WHAT NEEDS TO BE DONE:
Using the records below, locate all lines containing "SigningKeyPair" and return them.

SUPPLIED ENTRIES:
//! RFC 7591 software statements.

use serde::Serialize;

use crate::ResponseResult;
use crate::crypto::CryptoCapability;
use crate::jose::claims::ClaimSet;
use crate::pipeline::{ArtifactPipeline, PipelineOutcome, Protection};

/// A software statement: client metadata asserted by its publisher.
///
/// Claims keep their insertion order in the encoded payload.
#[derive(Debug, Clone, PartialEq)]
pub struct SoftwareStatement {
    protection: Protection,
    claims: ClaimSet,
}

impl SoftwareStatement {
    /// Creates an empty statement.
    #[must_use]
    pub fn new(protection: Protection) -> Self {
        Self {
            protection,
            claims: ClaimSet::new(),
        }
    }

    /// Adds a claim. A value that cannot be encoded as JSON is dropped with a
    /// warning.
    #[must_use]
    pub fn claim<T: Serialize + ?Sized>(mut self, name: &str, value: &T) -> Self {
        self.claims.insert_serializable(name, value);
        self
    }

    /// Returns the claims.
    #[must_use]
    pub fn claims(&self) -> &ClaimSet {
        &self.claims
    }

    /// Encodes the statement through the artifact pipeline.
    ///
    /// # Errors
    /// Returns an error for plain protection or a hard pipeline failure.
    pub fn encode(&self, crypto: Option<&dyn CryptoCapability>) -> ResponseResult<PipelineOutcome> {
        ArtifactPipeline::new(crypto).protect(&self.claims, &self.protection)
    }
}

#[cfg(test)]
mod tests {
    use std::collections::HashMap;

    use base64::{Engine, engine::general_purpose::URL_SAFE_NO_PAD};

    use super::*;
    use crate::crypto::{SigningKeyPair, SoftwareCryptoProvider};
    use crate::jose::algorithm::SignatureAlgorithm;
    use crate::pipeline::SigningKey;

    #[test]
    fn test_claims_keep_insertion_order() {
        let statement = SoftwareStatement::new(Protection::Plain)
            .claim("software_id", "4NRB1-0XZABZI9E6-5SM3R")
            .claim("client_name", "Example Statement-based Client")
            .claim("redirect_uris", &["https://client.example.net/callback"]);

        assert_eq!(
            statement.claims().to_json().unwrap(),
            r#"{"software_id":"4NRB1-0XZABZI9E6-5SM3R","client_name":"Example Statement-based Client","redirect_uris":["https://client.example.net/callback"]}"#
        );
    }

    #[test]
    fn test_unencodable_claim_is_dropped() {
        let mut bad = HashMap::new();
        bad.insert(vec![1u8], "value");

        let statement = SoftwareStatement::new(Protection::Plain)
            .claim("software_id", "abc")
            .claim("bad", &bad);
        assert_eq!(statement.claims().len(), 1);
    }

    #[test]
    fn test_encode_es384() {
        let provider = SoftwareCryptoProvider::new()
            .with_key(SigningKeyPair::generate_ec(SignatureAlgorithm::ES384).unwrap());
        let statement = SoftwareStatement::new(Protection::Signed(SigningKey::asymmetric(
            SignatureAlgorithm::ES384,
            None::<String>,
        )))
        .claim("software_id", "abc");

        let outcome = statement.encode(Some(&provider)).unwrap();
        let compact = outcome.response_value();
        let payload = compact.split('.').nth(1).unwrap();
        assert_eq!(
            URL_SAFE_NO_PAD.decode(payload).unwrap(),
            br#"{"software_id":"abc"}"#.to_vec()
        );
    }
}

YOUR RESPONSE:
    use crate::crypto::{SigningKeyPair, SoftwareCryptoProvider};
            .with_key(SigningKeyPair::generate_ec(SignatureAlgorithm::ES384).unwrap());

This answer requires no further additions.